Snap shares bounce off low; employees free to sell shares

SNAP-RESULTS

Snap Inc shares rebounded on Monday from a record low in a volatile trading session as big investors reported their stakes in the social media company and a wave of employees became eligible to sell their shares.

Snap rose 6.5 percent to end at $12.60 after falling to as low as $11.28 shortly after the market opened, the lowest level since its March trading debut.

Volume hit about 84 million shares, making Snap the most-traded stock across all U.S. exchanges.

Employees for the first time were allowed to sell their stock following the Snapchat parent's blockbuster initial public offering, potentially increasing the supply of shares in the market and boosting their volatility.

Also on Monday, several hedge funds and other institutional investors reported changes to their stakes in Snap in the June quarter.

T. Rowe Price Group Inc , a mutual fund manager that is Snap's fifth-largest shareholder, hiked its stake by about a third, according to filings on Monday. BlackRock Inc , the world's largest asset manager, and Coatue Management LLC, a hedge fund that is Snap's sixth-largest shareholder, also increased their stakes, recent filings said.

Third Point LLC, Jana Partners and Temasek Holdings dissolved their stakes in Snap entirely, filings since Friday showed.

Fidelity Investments, Snap's seventh-largest shareholder, said in filings last week that it cut its holdings by more than half, to about 15 million shares from more than 33 million shares.

MARKET AMBIVALENCE

Monday's stock rise followed a disappointing quarterly report from Snap last week that sent its shares down 14 percent on Friday to a closing low of $11.83, far below its IPO price of $17.
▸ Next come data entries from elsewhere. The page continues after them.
//! Core engine for overflow-safe, exactly-scaled typed quantities.
//!
//! `mensura-core` pairs a numeric value with a unit of measure and keeps
//! three promises the ambient numeric tower cannot:
//!
//! - The representation the caller chose is preserved: an `i16`-backed
//!   quantity stays 16-bit-backed until an operation explicitly promotes it
//!   ([`NumericValue`] lists the representations and their promotion
//!   ranks).
//! - Overflow is detected, never wrapped: bounded arithmetic either resolves
//!   to a unit scale where the result fits or fails with a typed
//!   [`ArithmeticError`].
//! - Conversion math is exact where mathematics allows: ratio units
//!   rescale through exact decimals, interval units such as degree Celsius
//!   apply their affine transform, and terminating conversions round-trip
//!   bit-for-bit.
//!
//! Most users should depend on `mensura` (the facade crate) unless they
//! need direct access to these primitives.
//!
//! # What this crate solves
//!
//! - Compile-time separation of dimensions (resistance vs time vs
//!   temperature) with runtime units inside each dimension, so one
//!   collection can mix milli-ohms with yotta-ohms.
//! - Deterministic scale resolution for mixed-unit sums, driven by
//!   overflow avoidance ([`Quantity::add`]).
//! - Affine-correct reductions over mixed-unit sequences ([`sum`],
//!   [`sum_into`]).
//!
//! # What this crate does not try to solve
//!
//! - Symbolic unit algebra: products and quotients keep the left operand's
//!   unit tag; tracking `Ω²` is a unit-algebra layer's job.
//! - Parsing or localized formatting of unit symbols.
//! - Rational scale factors that do not terminate in base 10 (so no
//!   Fahrenheit in the built-in catalog).
//!
//! # Quick start
//!
//! Same-unit arithmetic preserves the representation and detects overflow:
//!
//! ```rust
//! use mensura_core::{ArithmeticError, Quantity};
//! use mensura_core::units::resistance::OHM;
//!
//! let a = Quantity::new(3i16, OHM);
//! let b = Quantity::new(2i16, OHM);
//! assert_eq!(a.add(b)?, Quantity::new(5i16, OHM));
//! assert_eq!(
//!     Quantity::new(i16::MAX, OHM).add(b),
//!     Err(ArithmeticError::Overflow)
//! );
//! # Ok::<(), mensura_core::ArithmeticError>(())
//! ```
//!
//! Mixed-unit sums resolve to the scale where the result fits:
//!
//! ```rust
//! use mensura_core::Quantity;
//! use mensura_core::units::resistance::{MILLIOHM, OHM, YOTTAOHM};
//!
//! let milli = Quantity::new(1i16, MILLIOHM);
//! let whole = Quantity::new(1i16, OHM);
//! assert_eq!(whole.add(milli)?, Quantity::new(1001i16, MILLIOHM));
//!
//! // A yotta-ohm reading absorbs ohm-sized additions unchanged.
//! let huge = Quantity::new(1i16, YOTTAOHM);
//! assert_eq!(huge.add(whole)?, huge);
//! # Ok::<(), mensura_core::ArithmeticError>(())
//! ```
//!
//! Reductions convert into the target unit *before* accumulating, which is
//! what makes interval units sum correctly:
//!
//! ```rust
//! use mensura_core::{sum_into, Quantity};
//! use mensura_core::units::temperature::{CELSIUS, KELVIN};
//! use rust_decimal_macros::dec;
//!
//! let readings = vec![
//!     Quantity::new(1i32, CELSIUS),
//!     Quantity::new(1i32, KELVIN),
//! ];
//! let total = sum_into(readings, CELSIUS).expect("non-empty")?;
//! assert_eq!(total.value().to_decimal()?, dec!(-271.15));
//! # Ok::<(), mensura_core::ArithmeticError>(())
//! ```
//!
//! # Feature flags
//!
//! - `serde`: `Serialize`/`Deserialize` for [`NumericValue`] and
//!   `Serialize` for [`Quantity`] (value plus unit symbol). Quantities are
//!   not deserialized — reconstruct them through [`Quantity::new`] against
//!   a known unit.
//!
//! # Panics and errors
//!
//! Fallible operations return [`ArithmeticError`]; none of them panic,
//! retry, or silently clamp. Float-backed arithmetic follows IEEE-754 (NaN
//! and infinities propagate) and only fails where a float has no exact
//! decimal meaning.
//!
//! # SemVer and stability
//!
//! This crate is currently `0.x`. Expect breaking changes between minor
//! versions until `1.0`.

#![deny(missing_docs)]
#![forbid(unsafe_code)]

// ─────────────────────────────────────────────────────────────────────────────
// Core modules
// ─────────────────────────────────────────────────────────────────────────────

mod convert;
mod dimension;
mod error;
mod numeric;
mod quantity;
mod reduce;
mod unit;

// ─────────────────────────────────────────────────────────────────────────────
// Public re-exports of core types
// ─────────────────────────────────────────────────────────────────────────────

pub use convert::{Converter, ConverterKind};
pub use dimension::Dimension;
pub use error::ArithmeticError;
pub use numeric::NumericValue;
pub use quantity::Quantity;
pub use reduce::{max_into, min_into, sum, sum_into};
pub use unit::Unit;

// ─────────────────────────────────────────────────────────────────────────────
// Predefined unit catalogs (grouped by dimension)
// ─────────────────────────────────────────────────────────────────────────────

pub mod units;

pub use units::length;
pub use units::prefix;
pub use units::resistance;
pub use units::temperature;
pub use units::time;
Snap has been a target of short sellers, with 5.5 percent of its shares outstanding shorted as of Thursday, according to Thomson Reuters data.

The stock has a higher-than-average likelihood of a short squeeze, where the price rises as short sellers rush to cover their bets, according to Starmine data.

But short-covering was not driving Monday's rally, said Ihor Dusaniswky, head of research at financial analytics firm S3 Partners in New York.

"There just isn’t enough stock being covered in order to have an impact on today’s stock price," Dusaniswky said.

Wall Street is increasingly worried that Snap is succumbing to competition from Facebook Inc's Instagram.

Instagram has adopted Snapchat-like features and has 250 million daily active users, compared with Snapchat's 173 million at the end of the second quarter, fewer than Wall Street had expected.

"We remain on the sidelines until we see signs of re-acceleration in user growth, an inflection on Snap pricing ... and/or get closer to the end of the lock-up expiration," Cantor Fitzgerald analyst Kip Paulson said in a research note, lowering his price target to $15 from $17.

Snapchat is popular among people under 30 who like decorating their pictures with bunny faces and other filters. But investor concerns have mounted following Snap's IPO that the company might never become profitable.

With Monday's lockup expiry, employees are allowed to sell hundreds of millions of their shares for the first time since Snap's $3.4 billion IPO in March, the largest U.S. IPO in years.

That follows an expiry at the end of July on restrictions from early investors owning around 400 million shares.

To try to reassure investors, Snap Chief Executive Officer Evan Spiegel and co-founder Robert Murphy on Thursday committed to not sell any of their combined 422 million shares in 2017.

Close to 800 million shares became eligible for trading on Monday, including Spiegel and Murphy's stakes, according to JPMorgan analyst Doug Anmuth.